── AVAILABLE DATA ──

use std::fmt::{Display, Error, Formatter};
use std::ops::{Deref, Not};

use crate::common::codec::Mode;
use crate::common::error::{QRError, QRResult};
use crate::common::mask::MaskPattern;

// Version
//------------------------------------------------------------------------------

#[derive(Debug, PartialEq, Eq, Copy, Clone, PartialOrd, Ord)]
pub struct Version(pub(crate) usize);

impl Deref for Version {
    type Target = usize;
    fn deref(&self) -> &Self::Target {
        &self.0
    }
}

impl Version {
    pub fn new(version: usize) -> QRResult<Self> {
        if matches!(version, 1..=40) {
            Ok(Self(version))
        } else {
            Err(QRError::InvalidVersion)
        }
    }

    pub const fn width(self) -> usize {
        debug_assert!(matches!(self.0, 1..=40), "Invalid version");
        self.0 * 4 + 17
    }

    pub const fn mode_bits(self) -> usize {
        4
    }

    pub fn char_cnt_bits(self, mode: Mode) -> usize {
        debug_assert!(matches!(self.0, 1..=40), "Invalid version");
        let band = match self.0 {
            1..=9 => 0,
            10..=26 => 1,
            _ => 2,
        };
        match mode {
            Mode::Numeric => [10, 12, 14][band],
            Mode::Alphanumeric => [9, 11, 13][band],
            Mode::Byte => [8, 16, 16][band],
            Mode::Eci => [0, 0, 0][band],
            Mode::Kanji => [8, 10, 12][band],
        }
    }

    // Count of modules available to the encoding region, i.e. everything the
    // function patterns, format info and version info don't claim. Version 1
    // has no alignment patterns, hence the fixed value.
    pub fn total_modules(self) -> usize {
        debug_assert!(matches!(self.0, 1..=40), "Invalid version");
        let v = self.0;
        if v == 1 {
            return 208;
        }
        let width = self.width();
        let align = v / 7 + 2;
        width * width
            - 192
            - (align * align - 3) * 25
            - 2 * (4 * v + 1)
            + (align - 2) * 10
            - 31
            - if v >= 7 { 36 } else { 0 }
    }

    pub fn total_codewords(self) -> usize {
        self.total_modules() >> 3
    }

    // Modules left over once whole codewords are placed; always light.
    pub fn remainder_bits(self) -> usize {
        self.total_modules() - (self.total_codewords() << 3)
    }

    pub fn ecc_per_block(self, ec_level: ECLevel) -> usize {
        EC_CODEWORDS_PER_BLOCK[ec_level as usize][self.0] as usize
    }

    pub fn ec_block_count(self, ec_level: ECLevel) -> usize {
        EC_BLOCKS[ec_level as usize][self.0] as usize
    }

    pub fn data_codewords(self, ec_level: ECLevel) -> usize {
        self.total_codewords() - self.ec_block_count(ec_level) * self.ecc_per_block(ec_level)
    }

    pub fn data_bit_capacity(self, ec_level: ECLevel) -> usize {
        self.data_codewords(ec_level) << 3
    }

    // Short/long block geometry as (short size, short count, long size, long
    // count), short blocks first. Data codewords only, the ecc tail excluded.
    pub fn data_codewords_per_block(self, ec_level: ECLevel) -> (usize, usize, usize, usize) {
        let total = self.total_codewords();
        let block_count = self.ec_block_count(ec_level);
        let ec_len = self.ecc_per_block(ec_level);
        let short_len = total / block_count;
        let long_count = total % block_count;
        (short_len - ec_len, block_count - long_count, short_len - ec_len + 1, long_count)
    }

    // How many characters of the given mode fit at this version and level.
    pub fn char_capacity(self, mode: Mode, ec_level: ECLevel) -> usize {
        let bits = self.data_bit_capacity(ec_level) - self.char_cnt_bits(mode) - self.mode_bits();
        match mode {
            Mode::Numeric => {
                (bits / 10) * 3
                    + match bits % 10 {
                        r if r > 6 => 2,
                        r if r > 3 => 1,
                        _ => 0,
                    }
            }
            Mode::Alphanumeric => (bits / 11) * 2 + if bits % 11 > 5 { 1 } else { 0 },
            Mode::Byte => bits >> 3,
            Mode::Eci | Mode::Kanji => unreachable!("Mode is never selected"),
        }
    }

    // Alignment pattern track positions, row and column alike. The spacing
    // walks back from the far edge in even steps; the residual slack lands in
    // the gap after the first track.
    pub fn alignment_pattern(self) -> Vec<i16> {
        debug_assert!(matches!(self.0, 1..=40), "Invalid version");
        let v = self.0;
        if v == 1 {
            return vec![];
        }
        let intervals = v / 7 + 1;
        let distance = 4 * v + 4;
        let step = distance.div_ceil(intervals * 2) * 2;
        let mut tracks = Vec::with_capacity(intervals + 1);
        tracks.push(6);
        for i in 0..intervals {
            tracks.push((distance + 6 - (intervals - 1 - i) * step) as i16);
        }
        tracks
    }

    // 18-bit version info: the version in the high 6 bits, a (18, 6) Golay
    // remainder over generator 0x1F25 in the low 12.
    pub fn info(self) -> u32 {
        debug_assert!(matches!(self.0, 7..=40), "No version info below version 7");
        let version = self.0 as u32;
        let mut rem = version;
        for _ in 0..12 {
            rem = (rem << 1) ^ ((rem >> 11) * 0x1F25);
        }
        version << 12 | rem
    }
}

// Error correction level
//------------------------------------------------------------------------------

#[derive(Debug, PartialEq, Eq, Copy, Clone, PartialOrd, Ord)]
pub enum ECLevel {
    L = 0,
    M = 1,
    Q = 2,
    H = 3,
}

impl ECLevel {
    // The 2-bit code carried in the format info field; not the enum order.
    pub fn format_bits(self) -> u32 {
        match self {
            Self::L => 1,
            Self::M => 0,
            Self::Q => 3,
            Self::H => 2,
        }
    }
}

impl TryFrom<u8> for ECLevel {
    type Error = QRError;
    fn try_from(value: u8) -> QRResult<Self> {
        match value {
            0 => Ok(Self::L),
            1 => Ok(Self::M),
            2 => Ok(Self::Q),
            3 => Ok(Self::H),
            _ => Err(QRError::InvalidECLevel),
        }
    }
}

// Color
//------------------------------------------------------------------------------

#[derive(Debug, PartialEq, Eq, Copy, Clone)]
pub enum Color {
    Light,
    Dark,
}

impl Not for Color {
    type Output = Self;
    fn not(self) -> Self::Output {
        match self {
            Self::Light => Self::Dark,
            Self::Dark => Self::Light,
        }
    }
}

// Format information
//------------------------------------------------------------------------------

// 15-bit format info: level bits and mask pattern in the high 5 bits, a
// BCH(15, 5) remainder over generator 0x537 in the low 10, the whole field
// xored with 0x5412 so an all-zero field cannot occur.
pub fn generate_format_info(ec_level: ECLevel, mask_pattern: MaskPattern) -> u32 {
    let data = ec_level.format_bits() << 3 | *mask_pattern as u32;
    let mut rem = data;
    for _ in 0..10 {
        rem = (rem << 1) ^ ((rem >> 9) * 0x537);
    }
    (data << 10 | rem) ^ FORMAT_INFO_MASK
}

// Metadata
//------------------------------------------------------------------------------

#[derive(Debug, PartialEq, Eq, Copy, Clone)]
pub struct Metadata {
    pub version: Version,
    pub ec_level: ECLevel,
    pub mode: Mode,
    pub mask_pattern: Option<MaskPattern>,
}

impl Metadata {
    pub fn new(
        version: Version,
        ec_level: ECLevel,
        mode: Mode,
        mask_pattern: Option<MaskPattern>,
    ) -> Self {
        Self { version, ec_level, mode, mask_pattern }
    }
}

impl Display for Metadata {
    fn fmt(&self, f: &mut Formatter) -> Result<(), Error> {
        match self.mask_pattern {
            Some(m) => write!(
                f,
                "{{ Version: {}, Ec level: {:?}, Mode: {:?}, Mask: {} }}",
                *self.version, self.ec_level, self.mode, *m
            ),
            None => write!(
                f,
                "{{ Version: {}, Ec level: {:?}, Mode: {:?}, Mask: None }}",
                *self.version, self.ec_level, self.mode
            ),
        }
    }
}

// Global constants
//------------------------------------------------------------------------------

pub const FORMAT_INFO_BIT_LEN: usize = 15;

pub const VERSION_INFO_BIT_LEN: usize = 18;

const FORMAT_INFO_MASK: u32 = 0x5412;

// Format info placement, most significant bit first. Main copy hugs the
// top-left finder; the side copy splits between the top-right and bottom-left
// finders. Negative coordinates wrap from the far edge.
pub static FORMAT_INFO_COORDS_MAIN: [(i16, i16); 15] = [
    (0, 8),
    (1, 8),
    (2, 8),
    (3, 8),
    (4, 8),
    (5, 8),
    (7, 8),
    (8, 8),
    (8, 7),
    (8, 5),
    (8, 4),
    (8, 3),
    (8, 2),
    (8, 1),
    (8, 0),
];

pub static FORMAT_INFO_COORDS_SIDE: [(i16, i16); 15] = [
    (-1, 8),
    (-2, 8),
    (-3, 8),
    (-4, 8),
    (-5, 8),
    (-6, 8),
    (-7, 8),
    (8, -8),
    (8, -7),
    (8, -6),
    (8, -5),
    (8, -4),
    (8, -3),
    (8, -2),
    (8, -1),
];

// Version info placement, most significant bit first: a 3x6 block above the
// bottom-left finder and its transpose beside the top-right finder.
pub static VERSION_INFO_COORDS_BL: [(i16, i16); 18] = [
    (-9, 5),
    (-10, 5),
    (-11, 5),
    (-9, 4),
    (-10, 4),
    (-11, 4),
    (-9, 3),
    (-10, 3),
    (-11, 3),
    (-9, 2),
    (-10, 2),
    (-11, 2),
    (-9, 1),
    (-10, 1),
    (-11, 1),
    (-9, 0),
    (-10, 0),
    (-11, 0),
];

pub static VERSION_INFO_COORDS_TR: [(i16, i16); 18] = [
    (5, -9),
    (5, -10),
    (5, -11),
    (4, -9),
    (4, -10),
    (4, -11),
    (3, -9),
    (3, -10),
    (3, -11),
    (2, -9),
    (2, -10),
    (2, -11),
    (1, -9),
    (1, -10),
    (1, -11),
    (0, -9),
    (0, -10),
    (0, -11),
];

// Error correction codewords per block, indexed [level][version]. Version
// index 0 is a -1 placeholder so versions index directly.
pub(crate) static EC_CODEWORDS_PER_BLOCK: [[i8; 41]; 4] = [
    // Version:
    //    1,  2,  3,  4,  5,  6,  7,  8,  9, 10, 11, 12, 13, 14, 15, 16, 17, 18, 19, 20, 21, 22, 23, 24, 25, 26, 27, 28, 29, 30, 31, 32, 33, 34, 35, 36, 37, 38, 39, 40
    [-1,  7, 10, 15, 20, 26, 18, 20, 24, 30, 18, 20, 24, 26, 30, 22, 24, 28, 30, 28, 28, 28, 28, 30, 30, 26, 28, 30, 30, 30, 30, 30, 30, 30, 30, 30, 30, 30, 30, 30, 30], // Low
    [-1, 10, 16, 26, 18, 24, 16, 18, 22, 22, 26, 30, 22, 22, 24, 24, 28, 28, 26, 26, 26, 26, 28, 28, 28, 28, 28, 28, 28, 28, 28, 28, 28, 28, 28, 28, 28, 28, 28, 28, 28], // Medium
    [-1, 13, 22, 18, 26, 18, 24, 18, 22, 20, 24, 28, 26, 24, 20, 30, 24, 28, 28, 26, 30, 28, 30, 30, 30, 30, 28, 30, 30, 30, 30, 30, 30, 30, 30, 30, 30, 30, 30, 30, 30], // Quartile
    [-1, 17, 28, 22, 16, 22, 28, 26, 26, 24, 28, 24, 28, 22, 24, 24, 30, 28, 28, 26, 28, 30, 24, 30, 30, 30, 30, 30, 30, 30, 30, 30, 30, 30, 30, 30, 30, 30, 30, 30, 30], // High
];

// Number of error correction blocks, indexed [level][version], same
// placeholder convention.
pub(crate) static EC_BLOCKS: [[i8; 41]; 4] = [
    // Version:
    //   1, 2, 3, 4, 5, 6, 7, 8, 9, 10, 11, 12, 13, 14, 15, 16, 17, 18, 19, 20, 21, 22, 23, 24, 25, 26, 27, 28, 29, 30, 31, 32, 33, 34, 35, 36, 37, 38, 39, 40
    [-1, 1, 1, 1, 1, 1, 2, 2, 2, 2,  4,  4,  4,  4,  4,  6,  6,  6,  6,  7,  8,  8,  9,  9, 10, 12, 12, 12, 13, 14, 15, 16, 17, 18, 19, 19, 20, 21, 22, 24, 25], // Low
    [-1, 1, 1, 1, 2, 2, 4, 4, 4, 5,  5,  5,  8,  9,  9, 10, 10, 11, 13, 14, 16, 17, 17, 18, 20, 21, 23, 25, 26, 28, 29, 31, 33, 35, 37, 38, 40, 43, 45, 47, 49], // Medium
    [-1, 1, 1, 2, 2, 4, 4, 6, 6, 8,  8,  8, 10, 12, 16, 12, 17, 16, 18, 21, 20, 23, 23, 25, 27, 29, 34, 34, 35, 38, 40, 43, 45, 48, 51, 53, 56, 59, 62, 65, 68], // Quartile
    [-1, 1, 1, 2, 4, 4, 4, 5, 6, 8,  8, 11, 11, 16, 16, 18, 16, 19, 21, 25, 25, 25, 34, 30, 32, 35, 37, 40, 42, 45, 48, 51, 54, 57, 60, 63, 66, 70, 74, 77, 81], // High
];


#[cfg(test)]
mod format_info_tests {
    use super::{generate_format_info, ECLevel};
    use crate::common::mask::MaskPattern;

    // Published 15-bit format info fields, indexed by the 5-bit data field.
    static FORMAT_INFOS: [u32; 32] = [
        0x5412, 0x5125, 0x5e7c, 0x5b4b, 0x45f9, 0x40ce, 0x4f97, 0x4aa0, 0x77c4, 0x72f3, 0x7daa,
        0x789d, 0x662f, 0x6318, 0x6c41, 0x6976, 0x1689, 0x13be, 0x1ce7, 0x19d0, 0x0762, 0x0255,
        0x0d0c, 0x083b, 0x355f, 0x3068, 0x3f31, 0x3a06, 0x24b4, 0x2183, 0x2eda, 0x2bed,
    ];

    #[test]
    fn test_generate_format_info() {
        for ecl in [ECLevel::L, ECLevel::M, ECLevel::Q, ECLevel::H] {
            for m in 0..8 {
                let data = ecl.format_bits() << 3 | m as u32;
                let info = generate_format_info(ecl, MaskPattern::new(m));
                assert_eq!(info, FORMAT_INFOS[data as usize], "{ecl:?} mask {m}");
            }
        }
    }

    #[test]
    fn test_format_bits() {
        assert_eq!(ECLevel::L.format_bits(), 1);
        assert_eq!(ECLevel::M.format_bits(), 0);
        assert_eq!(ECLevel::Q.format_bits(), 3);
        assert_eq!(ECLevel::H.format_bits(), 2);
    }

    #[test]
    fn test_ec_level_try_from() {
        assert_eq!(ECLevel::try_from(0), Ok(ECLevel::L));
        assert_eq!(ECLevel::try_from(3), Ok(ECLevel::H));
        assert!(ECLevel::try_from(4).is_err());
    }
}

───

* [WHAT THIS TASK INVOLVES]: Whenever the word "crate" appears in a line of the listing, report that line.

* [TASK RESPONSE]:
use crate::common::codec::Mode;
use crate::common::error::{QRError, QRResult};
use crate::common::mask::MaskPattern;
pub struct Version(pub(crate) usize);
pub(crate) static EC_CODEWORDS_PER_BLOCK: [[i8; 41]; 4] = [
pub(crate) static EC_BLOCKS: [[i8; 41]; 4] = [
    use crate::common::mask::MaskPattern;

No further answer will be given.